Court Opinion

ID: 8119740
Source: CourtListenerOpinion
Date Created: 2022-09-09 14:50:37.996804+00
Date Added: 2024-06-11T16:38:56.207156
License: Public Domain

*261'ConguRRing Opinion
Landis, Judge:
I concur in the view that the claim of plaintiff’s protest that certain dress fronts originally cut and stencilled in the United States and then exported to Barbados where they were smocked and then returned to the United States, should have been liquidated under item 807.00 of TSUS 'as American goods returned upon the authority of United States v. Oakville Company, 56 CCPA 1, C.A.D. 943 (1968). Moreover, I believe such result is necessary in view of the recent decision of this division of the court in Jovita Perez v. United States, 64 Cust. Ct. 120, C.D. 3969 (1970), wherein we held that American-made Z beams and axles exported from the United States and later identified when returned to the United States as American articles used as parts in a new imported commercial entity, to wit, railroad boxcars, were free of duty under paragraph 1615(a), Tariff Act of 1930, as amended. See also our decision in LeGran Manufacturing Company v. United States, 59 Cust.

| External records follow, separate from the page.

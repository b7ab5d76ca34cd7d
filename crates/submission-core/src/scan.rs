//! Scanned test identifiers.
//!
//! The orchestrator treats the codec as an opaque predicate/extractor pair:
//! it validates first and only extracts (and persists) when the scan is
//! valid. [`QrGuidCodec`] is the default grammar for QR codes printed on
//! test kits.

use std::fmt;

use regex::Regex;
use serde::{Deserialize, Serialize};

/// Default upper bound on the length of a scanned payload.
pub const DEFAULT_MAX_SCAN_LENGTH: usize = 150;

/// Default URL prefix in front of the GUID.
pub const DEFAULT_SCAN_PREFIX: &str = "https://localhost/?";

// Six hex hash digits in front of a hyphenated UUID.
const GUID_PATTERN: &str = concat!(
    "[0-9A-Fa-f]{6}-",
    "[0-9A-Fa-f]{8}-[0-9A-Fa-f]{4}-[0-9A-Fa-f]{4}-[0-9A-Fa-f]{4}-[0-9A-Fa-f]{12}",
);

/// Outcome of the last scan validation.
#[derive(Debug, Clone, Copy, PartialEq, Eq, Hash, Default, Serialize, Deserialize)]
#[serde(rename_all = "SCREAMING_SNAKE_CASE")]
pub enum ScanStatus {
    /// No scan validated yet.
    #[default]
    Started,
    /// The scan contained a valid identifier, which was stored.
    Success,
    /// The scan did not match the grammar.
    Invalid,
}

/// Test identifier extracted from a scan.
#[derive(Debug, Clone, PartialEq, Eq, Hash, Serialize, Deserialize)]
#[serde(transparent)]
pub struct TestGuid(String);

impl TestGuid {
    /// Wraps an identifier string as-is.
    #[must_use]
    pub fn new(value: impl Into<String>) -> Self {
        Self(value.into())
    }

    /// The identifier text.
    #[must_use]
    pub fn as_str(&self) -> &str {
        &self.0
    }
}

impl fmt::Display for TestGuid {
    fn fmt(&self, f: &mut fmt::Formatter<'_>) -> fmt::Result {
        f.write_str(&self.0)
    }
}

/// Validation grammar for scanned payloads.
pub trait IdentifierCodec: Send + Sync + fmt::Debug {
    /// Returns `true` if `text` carries a valid identifier.
    fn is_valid(&self, text: &str) -> bool;

    /// Extracts the identifier from `text`, or `None` if it is not valid.
    fn extract(&self, text: &str) -> Option<TestGuid>;
}

/// Matches `<prefix><hash6>-<uuid>` payloads up to a maximum length.
#[derive(Debug, Clone)]
pub struct QrGuidCodec {
    pattern: Regex,
    max_length: usize,
}

impl QrGuidCodec {
    /// Builds a codec for the given URL prefix and length limit.
    ///
    /// # Errors
    ///
    /// Returns an error if the resulting pattern exceeds the regex size
    /// limits.
    pub fn new(prefix: &str, max_length: usize) -> Result<Self, regex::Error> {
        let pattern = Regex::new(&format!(
            "^{}(?P<guid>{GUID_PATTERN})$",
            regex::escape(prefix)
        ))?;
        Ok(Self {
            pattern,
            max_length,
        })
    }
}

impl IdentifierCodec for QrGuidCodec {
    fn is_valid(&self, text: &str) -> bool {
        text.len() <= self.max_length && self.pattern.is_match(text)
    }

    fn extract(&self, text: &str) -> Option<TestGuid> {
        if text.len() > self.max_length {
            return None;
        }
        self.pattern
            .captures(text)
            .and_then(|caps| caps.name("guid"))
            .map(|guid| TestGuid::new(guid.as_str()))
    }
}
//! Jurisdictions (countries) keys can be attributed to.

use std::path::Path;

use serde::{Deserialize, Serialize};
use thiserror::Error;

/// A country identified by its ISO 3166 codes.
#[derive(Debug, Clone, PartialEq, Eq, Hash, Serialize, Deserialize)]
pub struct Jurisdiction {
    /// Two-letter code.
    pub code2: String,
    /// Three-letter code used for resolution.
    pub code3: String,
    /// Display name.
    pub name: String,
}

impl Jurisdiction {
    /// Creates a new jurisdiction.
    #[must_use]
    pub fn new(code2: impl Into<String>, code3: impl Into<String>, name: impl Into<String>) -> Self {
        Self {
            code2: code2.into(),
            code3: code3.into(),
            name: name.into(),
        }
    }
}

/// Source of the canonical jurisdiction list.
pub trait JurisdictionSource: Send + Sync + std::fmt::Debug {
    /// Returns the jurisdictions in display order.
    fn list(&self) -> Vec<Jurisdiction>;
}

/// Errors loading a jurisdiction list.
#[derive(Debug, Error)]
pub enum JurisdictionError {
    /// Reading the list failed.
    #[error("failed to read jurisdiction list: {0}")]
    Io(#[from] std::io::Error),

    /// The list is not valid JSON.
    #[error("failed to parse jurisdiction list: {0}")]
    Parse(#[from] serde_json::Error),

    /// The list has no entries.
    #[error("jurisdiction list is empty")]
    Empty,
}

/// A fixed jurisdiction list, loaded once.
#[derive(Debug, Clone, PartialEq, Eq)]
pub struct StaticJurisdictions {
    entries: Vec<Jurisdiction>,
}

impl StaticJurisdictions {
    /// Wraps an in-memory list.
    #[must_use]
    pub const fn new(entries: Vec<Jurisdiction>) -> Self {
        Self { entries }
    }

    /// Parses a JSON array of `{"code2", "code3", "name"}` objects.
    ///
    /// # Errors
    ///
    /// Returns an error if the JSON is malformed or the array is empty.
    pub fn from_json(content: &str) -> Result<Self, JurisdictionError> {
        let entries: Vec<Jurisdiction> = serde_json::from_str(content)?;
        if entries.is_empty() {
            return Err(JurisdictionError::Empty);
        }
        Ok(Self::new(entries))
    }

    /// Loads a JSON list from disk.
    ///
    /// # Errors
    ///
    /// Returns an error if the file cannot be read or parsed.
    pub fn from_file(path: &Path) -> Result<Self, JurisdictionError> {
        let content = std::fs::read_to_string(path)?;
        Self::from_json(&content)
    }

    /// Looks up a jurisdiction by three-letter code.
    #[must_use]
    pub fn find(&self, code3: &str) -> Option<&Jurisdiction> {
        self.entries.iter().find(|j| j.code3 == code3)
    }
}

impl JurisdictionSource for StaticJurisdictions {
    fn list(&self) -> Vec<Jurisdiction> {
        self.entries.clone()
    }
}
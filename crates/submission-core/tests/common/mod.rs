//! Scripted collaborator doubles shared by integration tests.

#![allow(dead_code)]

use std::collections::VecDeque;
use std::sync::atomic::{AtomicUsize, Ordering};
use std::sync::{Arc, Mutex};
use std::time::Duration;

use async_trait::async_trait;
use submission_core::scan::{DEFAULT_MAX_SCAN_LENGTH, DEFAULT_SCAN_PREFIX};
use submission_core::{
    Collaborators, DeviceUiState, DiagnosticsSink, ExposureKey, Fault, FaultCategory,
    IdentifierCodec, InMemoryStore, Jurisdiction, KeyJurisdictionPair, QrGuidCodec,
    RegistrationToken, RemoteSubmissionClient, StaticJurisdictions, StatusRepository,
    SubmissionOrchestrator, TaskScope, TestGuid,
};
use tokio::sync::watch;

pub const GUID: &str = "3D6D08-3567F3F2-4DCF-43A3-8737-4CD1F87D6FDA";

pub fn valid_scan() -> String {
    format!("{DEFAULT_SCAN_PREFIX}{GUID}")
}

/// One scripted response: wait `delay`, then return `result`.
#[derive(Debug, Clone)]
pub struct Step<T> {
    pub delay: Duration,
    pub result: Result<T, Fault>,
}

impl<T> Step<T> {
    pub const fn now(result: Result<T, Fault>) -> Self {
        Self {
            delay: Duration::ZERO,
            result,
        }
    }

    pub const fn after(delay: Duration, result: Result<T, Fault>) -> Self {
        Self { delay, result }
    }
}

async fn play<T>(
    script: &Mutex<VecDeque<Step<T>>>,
    fallback: impl FnOnce() -> T,
) -> Result<T, Fault> {
    let step = script.lock().unwrap().pop_front();
    match step {
        Some(step) => {
            if !step.delay.is_zero() {
                tokio::time::sleep(step.delay).await;
            }
            step.result
        },
        None => Ok(fallback()),
    }
}

/// Remote client that replays scripted results and records what it was sent.
#[derive(Debug, Default)]
pub struct ScriptedClient {
    register: Mutex<VecDeque<Step<RegistrationToken>>>,
    submit: Mutex<VecDeque<Step<()>>>,
    pub registered_ids: Mutex<Vec<TestGuid>>,
    pub submitted_keys: Mutex<Vec<Vec<ExposureKey>>>,
    pub submitted_pairs: Mutex<Vec<Vec<KeyJurisdictionPair>>>,
}

impl ScriptedClient {
    pub fn script_register(&self, step: Step<RegistrationToken>) {
        self.register.lock().unwrap().push_back(step);
    }

    pub fn script_submit(&self, step: Step<()>) {
        self.submit.lock().unwrap().push_back(step);
    }
}

#[async_trait]
impl RemoteSubmissionClient for ScriptedClient {
    async fn register_device(&self, test_id: &TestGuid) -> Result<RegistrationToken, Fault> {
        self.registered_ids.lock().unwrap().push(test_id.clone());
        play(&self.register, || RegistrationToken::new("registration-token")).await
    }

    async fn submit_keys(
        &self,
        _token: &RegistrationToken,
        keys: Vec<ExposureKey>,
    ) -> Result<(), Fault> {
        self.submitted_keys.lock().unwrap().push(keys);
        play(&self.submit, || ()).await
    }

    async fn submit_key_pairs(
        &self,
        _token: &RegistrationToken,
        pairs: Vec<KeyJurisdictionPair>,
    ) -> Result<(), Fault> {
        self.submitted_pairs.lock().unwrap().push(pairs);
        play(&self.submit, || ()).await
    }
}

/// Status repository whose refresh replays scripted results.
#[derive(Debug)]
pub struct ScriptedStatus {
    state: watch::Sender<DeviceUiState>,
    refresh: Mutex<VecDeque<Step<DeviceUiState>>>,
}

impl Default for ScriptedStatus {
    fn default() -> Self {
        let (state, _) = watch::channel(DeviceUiState::Unpaired);
        Self {
            state,
            refresh: Mutex::new(VecDeque::new()),
        }
    }
}

impl ScriptedStatus {
    pub fn script_refresh(&self, step: Step<DeviceUiState>) {
        self.refresh.lock().unwrap().push_back(step);
    }
}

#[async_trait]
impl StatusRepository for ScriptedStatus {
    fn device_state(&self) -> watch::Receiver<DeviceUiState> {
        self.state.subscribe()
    }

    async fn refresh(&self) -> Result<(), Fault> {
        let current = *self.state.borrow();
        let next = play(&self.refresh, || current).await?;
        self.state.send_replace(next);
        Ok(())
    }
}

/// Diagnostics sink that keeps every report.
#[derive(Debug, Default)]
pub struct RecordingDiagnostics {
    reports: Mutex<Vec<(Fault, FaultCategory)>>,
}

impl RecordingDiagnostics {
    pub fn reports(&self) -> Vec<(Fault, FaultCategory)> {
        self.reports.lock().unwrap().clone()
    }
}

impl DiagnosticsSink for RecordingDiagnostics {
    fn report(&self, fault: &Fault, category: FaultCategory) {
        self.reports.lock().unwrap().push((fault.clone(), category));
    }
}

/// Codec that counts how often each half of the grammar is consulted.
#[derive(Debug)]
pub struct CountingCodec {
    inner: QrGuidCodec,
    pub validations: AtomicUsize,
    pub extractions: AtomicUsize,
}

impl Default for CountingCodec {
    fn default() -> Self {
        Self {
            inner: QrGuidCodec::new(DEFAULT_SCAN_PREFIX, DEFAULT_MAX_SCAN_LENGTH).unwrap(),
            validations: AtomicUsize::new(0),
            extractions: AtomicUsize::new(0),
        }
    }
}

impl CountingCodec {
    pub fn extractions(&self) -> usize {
        self.extractions.load(Ordering::SeqCst)
    }
}

impl IdentifierCodec for CountingCodec {
    fn is_valid(&self, text: &str) -> bool {
        self.validations.fetch_add(1, Ordering::SeqCst);
        self.inner.is_valid(text)
    }

    fn extract(&self, text: &str) -> Option<TestGuid> {
        self.extractions.fetch_add(1, Ordering::SeqCst);
        self.inner.extract(text)
    }
}

pub fn jurisdictions() -> Vec<Jurisdiction> {
    vec![
        Jurisdiction::new("BE", "BEL", "Belgium"),
        Jurisdiction::new("DE", "DEU", "Germany"),
        Jurisdiction::new("NL", "NLD", "Netherlands"),
    ]
}

/// An orchestrator wired to scripted collaborators.
pub struct Harness {
    pub scope: Arc<TaskScope>,
    pub client: Arc<ScriptedClient>,
    pub store: Arc<InMemoryStore>,
    pub status: Arc<ScriptedStatus>,
    pub codec: Arc<CountingCodec>,
    pub diagnostics: Arc<RecordingDiagnostics>,
    pub orchestrator: SubmissionOrchestrator,
}

impl Harness {
    /// Builds a harness on the current runtime targeting `BEL`.
    pub fn new() -> Self {
        Self::with_target("BEL")
    }

    pub fn with_target(target: &str) -> Self {
        let scope = Arc::new(TaskScope::current());
        let client = Arc::new(ScriptedClient::default());
        let store = Arc::new(InMemoryStore::new());
        let status = Arc::new(ScriptedStatus::default());
        let codec = Arc::new(CountingCodec::default());
        let diagnostics = Arc::new(RecordingDiagnostics::default());

        let collaborators = Collaborators {
            client: client.clone(),
            store: store.clone(),
            status: status.clone(),
            jurisdictions: Arc::new(StaticJurisdictions::new(jurisdictions())),
            codec: codec.clone(),
            diagnostics: diagnostics.clone(),
        };
        let orchestrator = SubmissionOrchestrator::new(Arc::clone(&scope), collaborators, target);

        Self {
            scope,
            client,
            store,
            status,
            codec,
            diagnostics,
            orchestrator,
        }
    }
}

Ct. 58, C.D. 3070 (1967), holding that pattern pieces from ladies’ dresses and housecoats, labels, thread and zippers exported to Jamaica and there combined and manipulated into unfinished dresses for return to the United States were not materials “altered,” dutiable only upon the value of the alteration under paragraph 1615(g) (1), Tariff Act of 1930, as amended, but were a new article Of manufacture losing the identity of the articles, pattern pieces, etc., previously exported.